MMR- (Mitsmach Repair) El mecanismo de reparación de errores de

apareamiento (MMR), es responsable de remover las bases desapareadas,

causadas por daños espontáneos, desaminación de bases, oxidación, metilación y

daños en los procesos de replicación o recombinación. La importancia del MMR

radica en mantener la estabilidad genómica y reducir las mutaciones durante la

replicación, puesto que individuos con mutaciones relacionadas al MMR,

presentan una alta predisposición de tumores, síndromes y cáncer.
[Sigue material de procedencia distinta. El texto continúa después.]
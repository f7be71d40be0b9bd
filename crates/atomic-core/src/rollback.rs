//! Rollback pipeline
//!
//! Mirrors the forward steps in reverse. Like them, each undo is safe to run
//! again after a crash part way through.

use std::collections::BTreeSet;
use std::fs;

use atomic_fs::RelPath;

use crate::layout::CREATED_MARKER;
use crate::steps::{StepContext, TouchedDirs, ancestors, entry_exists, remove_entry, rename};
use crate::{Error, Phase, Result};

/// Undo a (possibly partial) replace and put every backup back.
///
/// An entry whose staged copy is gone while its destination exists was
/// replaced; the new entry is moved back to staging before the backup is
/// restored over the destination.
pub(crate) fn undo_replace(
    ctx: &mut StepContext<'_>,
    entries: impl Iterator<Item = RelPath>,
) -> Result<()> {
    let mut touched = TouchedDirs::default();
    for entry in entries {
        let staged = ctx.layout.staged_path(&entry);
        let dest = ctx.layout.dest_path(&entry);
        let backup = ctx.layout.backup_path(&entry);

        if !entry_exists(&staged)? && entry_exists(&dest)? {
            ctx.announce(Phase::UndoReplace, &entry);
            rename(&dest, &staged)?;
            touched.touch(ctx.layout.dest_dir(&entry));
        }
        if entry_exists(&backup)? {
            rename(&backup, &dest)?;
            touched.touch(ctx.layout.dest_dir(&entry));
        }
    }
    touched.sync()
}

/// Restore backups left behind by an interrupted backup-old.
pub(crate) fn undo_backup(
    ctx: &mut StepContext<'_>,
    entries: impl Iterator<Item = RelPath>,
) -> Result<()> {
    let mut touched = TouchedDirs::default();
    for entry in entries {
        let backup = ctx.layout.backup_path(&entry);
        if !entry_exists(&backup)? {
            continue;
        }
        let dest = ctx.layout.dest_path(&entry);
        if entry_exists(&dest)? {
            tracing::warn!(
                entry = %entry,
                backup = %backup.display(),
                "destination reappeared, leaving backup in place"
            );
            continue;
        }
        ctx.announce(Phase::UndoBackup, &entry);
        rename(&backup, &dest)?;
        touched.touch(ctx.layout.dest_dir(&entry));
    }
    touched.sync()
}

/// Remove every staged entry, then prune directories copy-new created once
/// nothing but their marker is left in them.
pub(crate) fn undo_copy(
    ctx: &mut StepContext<'_>,
    entries: impl Iterator<Item = RelPath>,
) -> Result<()> {
    let mut touched = TouchedDirs::default();
    let mut dirs = BTreeSet::new();
    for entry in entries {
        if remove_entry(&ctx.layout.staged_path(&entry))? {
            ctx.announce(Phase::UndoCopy, &entry);
        }
        touched.touch_ancestors(ctx.layout, &entry);
        dirs.extend(ancestors(&entry));
    }

    // Deepest first, so a parent is only tried once its children are gone.
    let mut dirs: Vec<RelPath> = dirs.into_iter().collect();
    dirs.sort_by_key(|dir| std::cmp::Reverse(dir.as_bytes().iter().filter(|&&b| b == b'/').count()));
    for dir in dirs {
        // A directory whose creation never reached its final name.
        remove_entry(&ctx.layout.staged_path(&dir))?;
        prune_created(ctx, &dir)?;
    }
    touched.sync()
}

fn prune_created(ctx: &StepContext<'_>, dir: &RelPath) -> Result<()> {
    let marker = ctx.layout.created_marker(dir);
    if !entry_exists(&marker)? {
        return Ok(());
    }
    let path = dir.under(ctx.layout.dest());
    let only_marker = fs::read_dir(&path)
        .map_err(|e| Error::io(&path, e))?
        .filter_map(|entry| entry.ok())
        .all(|entry| entry.file_name() == CREATED_MARKER);
    if !only_marker {
        tracing::debug!(dir = %dir, "created directory is not empty, keeping it");
        return Ok(());
    }
    remove_entry(&marker)?;
    match fs::remove_dir(&path) {
        Ok(()) => tracing::debug!(dir = %dir, "pruned created directory"),
        Err(e) => tracing::trace!(dir = %dir, error = %e, "directory kept"),
    }
    Ok(())
}
//! CLI argument parsing using clap derive

use std::path::PathBuf;

use atomic_core::{LockMode, MergeOptions};
use clap::Parser;

/// Atomically install a file tree over another, resumably and with rollback
#[derive(Parser, Debug)]
#[command(name = "atomic-install")]
#[command(author, version, about, long_about = None)]
pub struct Cli {
    /// Journal file recording the transaction
    pub journal: PathBuf,

    /// Tree to install
    pub source: PathBuf,

    /// Tree to install into
    pub dest: PathBuf,

    /// Stop before replacing any destination file
    #[arg(short = 'n', long, env = "ATOMIC_INSTALL_NO_REPLACE")]
    pub no_replace: bool,

    /// Perform a single step, then exit
    #[arg(short = '1', long = "onestep", env = "ATOMIC_INSTALL_ONESTEP")]
    pub one_step: bool,

    /// Only resume an existing journal, never create one
    #[arg(short = 'r', long, env = "ATOMIC_INSTALL_RESUME")]
    pub resume: bool,

    /// Roll back the transaction recorded in the journal
    #[arg(short = 'R', long, env = "ATOMIC_INSTALL_ROLLBACK")]
    pub rollback: bool,

    /// Report every file and enable debug logging
    #[arg(short, long, env = "ATOMIC_INSTALL_VERBOSE")]
    pub verbose: bool,

    /// Wait for another process holding the journal instead of failing
    #[arg(short, long, env = "ATOMIC_INSTALL_WAIT")]
    pub wait: bool,
}

impl Cli {
    pub fn merge_options(&self) -> MergeOptions {
        MergeOptions {
            rollback: self.rollback,
            no_replace: self.no_replace,
            one_step: self.one_step,
            resume: self.resume,
            verbose: self.verbose,
            lock: if self.wait {
                LockMode::Wait
            } else {
                LockMode::Fail
            },
        }
    }
}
El MMR en eucariotas y en la mayoría de las bacterias dirige la reparación de la

hebra con error, mediante el reconocimiento de las discontinuidades de cadena.

En E. coli este sistema ha sido completamente reconstruido in vitro, involucrando

tres proteínas especifi cas (MutS, MutL, y MutH) que aumentan la precisión de la

replicación del ADN de 20-400 veces. El MMR presenta complejas reacciones que

comprometen múltiples proteínas, el reconocimiento de la lesión es realizado por

un complejo llamado MutSα, compuesto por la unión de dos pr oteínas homólogas

que forman un dímero (MSH2-MSH6), el cual se une al sitio del apareamiento

erróneo. Posteriormente, el complejo MutL (MLH1-PMS2) en presencia de ATP,

reconoce la secuencia de ADN hemimetilado generando un rompimiento de la

cadena debido a su actividad de endonucleasa. El segmento lesionado es removido

por la helicasa UvrD y degradado por una exonucleasa, finalmente la síntesis y

ligación es realizada por ADN polimerasa III y la ADN ligasa.

Sistema SOS: Este sistema responde a la acumulación de ADN de cadena

sencilla cuando el proceso de replicación se bloquea. Está integrado por más de 40

genes, que son activados por la proteína RecA ( recombination protein A ) en

procariotes. En ausencia de daño, los genes SOS ( save our soul ) se encuentran

unidos a su represor LexA. El ADN de cadena sencilla es una señal de activación

para la proteína RecA que se une al ADN de cadena sencilla (ADNss) e interactúa

con el represor LexA, lo que facilita su autoproteólisis; esto induce la transcripción

de los genes que contienen la caja SOS. Con ello, aumentan los niveles de las

proteínas lexA, recA, UvrA, UvrB y UvrD. Por tanto, el primer mecanismo de

reparación que se activa en respuesta a SOS es la reparación por escisión de

nucleótidos (NER), que tratará de corregir el daño sin un encendido total de la vía

SOS. Si el sistema NER no es suficiente para la reparación del ADN, las

concentraciones de LexA disminuyen y se expresan genes como sulA,

umuD y umuC ( UV-induced mutagenesis ). La proteína SulA se une a FtsZ (molécula

indispensable para el inicio del ciclo celular) y detiene la división celular. Con ello,

se induce al sistema de reparación Umu-DC dependiente de mutagénicos.